第二章~祈り~/健の両親との対面
どのくらい抱きしめあったかわからないが、家族の温かみを感じることで3人は徐々に落ち着きを取り戻してきた。それぞれが同じタイミングで抱きしめた腕の力を弱めていき、手が完全に離れる前に綾の母親が口を開いた。
「お父さんが行方不明なの…」
「えっ…?どういうこと?一緒に居たんじゃないの?」
綾はまだ頭の中で整理が出来ていない。
その間に続けて父親と離れたいきさつを話しはじめた。
「地震が起こる前、お父さんとお母さんは家にいたの。そしたら突然、揺れが始まってどんどん大きくなってお父さんとお母さんは棚とかが倒れないように押さえて揺れが収まるのを待ったの。揺れが収まって大きかったねなんて言ってたら放送が流れて津波が来てるって…とにかくゆっくり高台の方に避難をしようとしたんだけど、思ってたより津波のスピードが早くて…私は先に出て高台で待ってたけど、お父さんは色々と大事なものを持ってくるっていって…結局こなかったの。どこかで生きているといいんだけど…」
まくし立てるように話す母親の口調は不安じみていたが、子供に不安を与えないように必死に隠そうとしていた。また、行方不明になっているが、必ずどこかで生きているという願いをこめたような伝えた方をした。
「お父さんはきっと生きてる。あんなに大きいんだから。」
綾自身も自分に言い聞かせるように声を出した。もう頭の中には父親を探すということがあり、身体が動きそうだったがそれを遮るように妹が今までの経緯を話始める。

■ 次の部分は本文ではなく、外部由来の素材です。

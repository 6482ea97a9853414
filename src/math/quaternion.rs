use glam::Vec3;
use std::ops::Mul;

/// Rotation quaternion `(a, x, y, z)` with scalar part `a`.
///
/// Only the algebra the camera needs is provided: Hamilton product,
/// conjugate, angle-axis construction and the sandwich rotation of a vector.
#[derive(Debug, Clone, Copy, PartialEq)]
pub struct Quaternion {
    pub a: f32,
    pub x: f32,
    pub y: f32,
    pub z: f32,
}

impl Quaternion {
    pub const IDENTITY: Self = Self::new(1.0, Vec3::ZERO);

    /// Build from scalar part and vector part
    pub const fn new(a: f32, xyz: Vec3) -> Self {
        Self {
            a,
            x: xyz.x,
            y: xyz.y,
            z: xyz.z,
        }
    }

    /// Rotation of `angle` radians about a unit `axis`
    pub fn from_angle_axis(angle: f32, axis: Vec3) -> Self {
        let (sin, cos) = (angle * 0.5).sin_cos();
        Self::new(cos, axis * sin)
    }

    /// Vector part `(x, y, z)`
    pub const fn vector(&self) -> Vec3 {
        Vec3::new(self.x, self.y, self.z)
    }

    pub fn conjugate(&self) -> Self {
        Self::new(self.a, -self.vector())
    }

    pub fn norm(&self) -> f32 {
        (self.a * self.a + self.vector().length_squared()).sqrt()
    }

    /// Sandwich product `q * (0, v) * q*`, returning the vector part
    pub fn rotate(&self, v: Vec3) -> Vec3 {
        (*self * Self::new(0.0, v) * self.conjugate()).vector()
    }
}

impl Default for Quaternion {
    fn default() -> Self {
        Self::IDENTITY
    }
}

/// Hamilton product: `(a,v)(b,w) = (ab - v.w, aw + bv + v x w)`
impl Mul for Quaternion {
    type Output = Self;

    fn mul(self, rhs: Self) -> Self {
        let v = self.vector();
        let w = rhs.vector();
        Self::new(
            self.a * rhs.a - v.dot(w),
            self.a * w + rhs.a * v + v.cross(w),
        )
    }
}

impl Mul<Vec3> for Quaternion {
    type Output = Vec3;

    fn mul(self, rhs: Vec3) -> Vec3 {
        self.rotate(rhs)
    }
}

「私は地震が起きてすぐに全校生徒で避難所に向かってすぐにお母さんに会えたの。友達が心配だけど…」
簡単だったが分かりやすい。でも妹が母親とすぐに会えてよかったと思った。妹の話が終わった後、母親と妹が同時に私の顔を見つめた。意味がわからなかったが、すぐに気づいた。私のこれまでの経緯を話していない…そして、地震発生から津波に巻き込まれそうになったが健に助けられたこと、そして健が行方不明であるということをゆっくりと話始めた。
ちょうど私の話が終わろうとした、その時…
「えっ!?」
後ろから大きな声が聞こえて振り返る。
するとそこには健の母親が立ち尽くしていた。
健の母親は綾の姿を見つけ、声をかけようとして近づいていった。その時に健が津波に流されたという話が聞こえて思わず声を上げてしまっていた…。

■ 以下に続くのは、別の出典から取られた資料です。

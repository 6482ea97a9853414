use anyhow::Context;
use clap::Parser;
use std::sync::Arc;
use winit::{
    application::ApplicationHandler,
    event::*,
    event_loop::{ActiveEventLoop, EventLoop},
    keyboard::{KeyCode, PhysicalKey},
    window::{Window, WindowId},
};

use flycam::cli::Cli;
use flycam::core::{Clock, TimeSource, WinitInput};
use flycam::scene::CubeGrid;
use flycam::{load_config, CameraConfig, CameraController, CaptureMode};

// === Constants ===

const STATS_INTERVAL: f64 = 1.0;

// === Application ===

struct App {
    window: Option<Arc<Window>>,
    input: WinitInput,
    camera: CameraController,
    clock: Clock,
    grid: CubeGrid,
    size: (u32, u32),
    frame_count: u32,
    stats_since: f64,
}

impl App {
    fn new(config: CameraConfig, size: (u32, u32)) -> Self {
        Self {
            window: None,
            input: WinitInput::new(),
            camera: CameraController::new(config),
            clock: Clock::new(),
            grid: CubeGrid::new(),
            size,
            frame_count: 0,
            stats_since: 0.0,
        }
    }

    /// Track the drawable size and keep the projection's aspect in step with it
    fn resize(&mut self, width: u32, height: u32) {
        if width > 0 && height > 0 {
            self.size = (width, height);
            self.camera.set_aspect(width as f32 / height as f32);
        }
    }

    fn frame(&mut self) {
        let now = self.clock.now();
        self.camera.update(&mut self.input, now);

        let (width, height) = self.size;
        let lines = self.grid.project(&self.camera, width as f32, height as f32);

        if let Some(window) = &self.window {
            let p = self.camera.position();
            let mode = match self.camera.capture_mode() {
                CaptureMode::Captured => "captured",
                CaptureMode::Free => "free (Tab to capture)",
            };
            window.set_title(&format!(
                "flycam [{:.2}, {:.2}, {:.2}] fovy {:.1}\u{b0} - {}",
                p.x,
                p.y,
                p.z,
                self.camera.fovy().to_degrees(),
                mode
            ));
        }

        self.frame_count += 1;
        let elapsed = now - self.stats_since;
        if elapsed >= STATS_INTERVAL {
            log::info!(
                "{:.1} fps, {} of {} edges visible",
                self.frame_count as f64 / elapsed,
                lines.len(),
                self.grid.len() * 12
            );
            self.frame_count = 0;
            self.stats_since = now;
        }
    }
}

impl ApplicationHandler for App {
    fn resumed(&mut self, event_loop: &ActiveEventLoop) {
        if self.window.is_some() {
            return;
        }

        let window = match event_loop.create_window(
            Window::default_attributes()
                .with_title("flycam")
                .with_inner_size(winit::dpi::LogicalSize::new(self.size.0, self.size.1)),
        ) {
            Ok(w) => Arc::new(w),
            Err(e) => {
                log::error!("Failed to create window: {}", e);
                event_loop.exit();
                return;
            }
        };

        let size = window.inner_size();
        self.resize(size.width, size.height);
        self.input.set_window(window.clone());
        self.camera.sync_cursor(&mut self.input);
        self.window = Some(window);
    }

    fn window_event(
        &mut self,
        event_loop: &ActiveEventLoop,
        _window_id: WindowId,
        event: WindowEvent,
    ) {
        match event {
            WindowEvent::CloseRequested
            | WindowEvent::KeyboardInput {
                event:
                    KeyEvent {
                        state: ElementState::Pressed,
                        physical_key: PhysicalKey::Code(KeyCode::Escape),
                        ..
                    },
                ..
            } => event_loop.exit(),
            WindowEvent::Resized(size) => self.resize(size.width, size.height),
            WindowEvent::RedrawRequested => self.frame(),
            other => self.input.process_event(&other),
        }
    }

    fn device_event(
        &mut self,
        _event_loop: &ActiveEventLoop,
        _device_id: DeviceId,
        event: DeviceEvent,
    ) {
        self.input.process_device_event(&event);
    }

    fn about_to_wait(&mut self, _event_loop: &ActiveEventLoop) {
        if let Some(window) = &self.window {
            window.request_redraw();
        }
    }
}

fn main() -> anyhow::Result<()> {
    env_logger::init();
    let cli = Cli::parse();

    let mut config = match &cli.config {
        Some(path) => load_config(path)?,
        None => CameraConfig::default(),
    };
    config.aspect = cli.width as f32 / cli.height.max(1) as f32;
    if cli.free {
        config.initial_mode = CaptureMode::Free;
    }

    if cli.dump_config {
        println!("{}", config.to_json()?);
        return Ok(());
    }

    let event_loop = EventLoop::new().context("failed to create event loop")?;
    let mut app = App::new(config, (cli.width, cli.height));

    log::info!("flycam - WASD move, Space/Shift up/down, Q/E roll, wheel zoom, Tab release cursor, Escape quit");
    event_loop.run_app(&mut app)?;

    Ok(())
}

#[cfg(test)]
mod tests {
    use super::*;

    #[test]
    fn test_resize_updates_aspect() {
        let mut app = App::new(CameraConfig::with_perspective(1.0, 2.0), (1280, 768));
        app.resize(800, 800);
        assert_eq!(app.size, (800, 800));
        assert_eq!(app.camera.projection_params().aspect, 1.0);
        assert_eq!(app.camera.projection_revision(), 1);
    }

    #[test]
    fn test_zero_size_is_ignored() {
        let mut app = App::new(CameraConfig::with_perspective(1.0, 2.0), (1280, 768));
        app.resize(0, 600);
        assert_eq!(app.size, (1280, 768));
        assert_eq!(app.camera.projection_params().aspect, 2.0);
    }
}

そして、綾が健の母親と目があった瞬間、お互いに涙が溢れ、母親は泣き崩れてしまった。綾はすぐさまかけよって抱きしめて2人で声を上げて泣いた。
しばらくすると2人は落ち着きを取り戻しており、健の父親とも合流してことの経緯を伝えた。
「本当にごめんなさい…私がいなければ健は今ここに居たかもしれないのに…」
「健も男だね…私はそんな健を誇りに思うわ。命をかけて綾ちゃんを守ったんだね…」
「でも健が地震当時にどこにいたか、どういう状況だったのかがわかってよかった。」
綾は話し始めるとまた涙がこぼれた。そして、全員の心の中は希望しかなかった。明日から探しに行こう…そして今日のことが思い出話になることを祈ろう…とそんな会話をした。
全てを話した後、あらゆることが一気に起こったことで疲れが溜まっていたのか綾はすぐに眠りについてしまった。横には母親もいる、そして健の家族もいることが安心感を与えたことがすぐに眠れた理由の一つかもしれない。明日は父親と健を探しに行く…そんなことを眠りにつく直前の意識が朦朧とする中で考えていた。
しかしその翌日、父親の遺体が見つかることをまだ今は誰も知らない。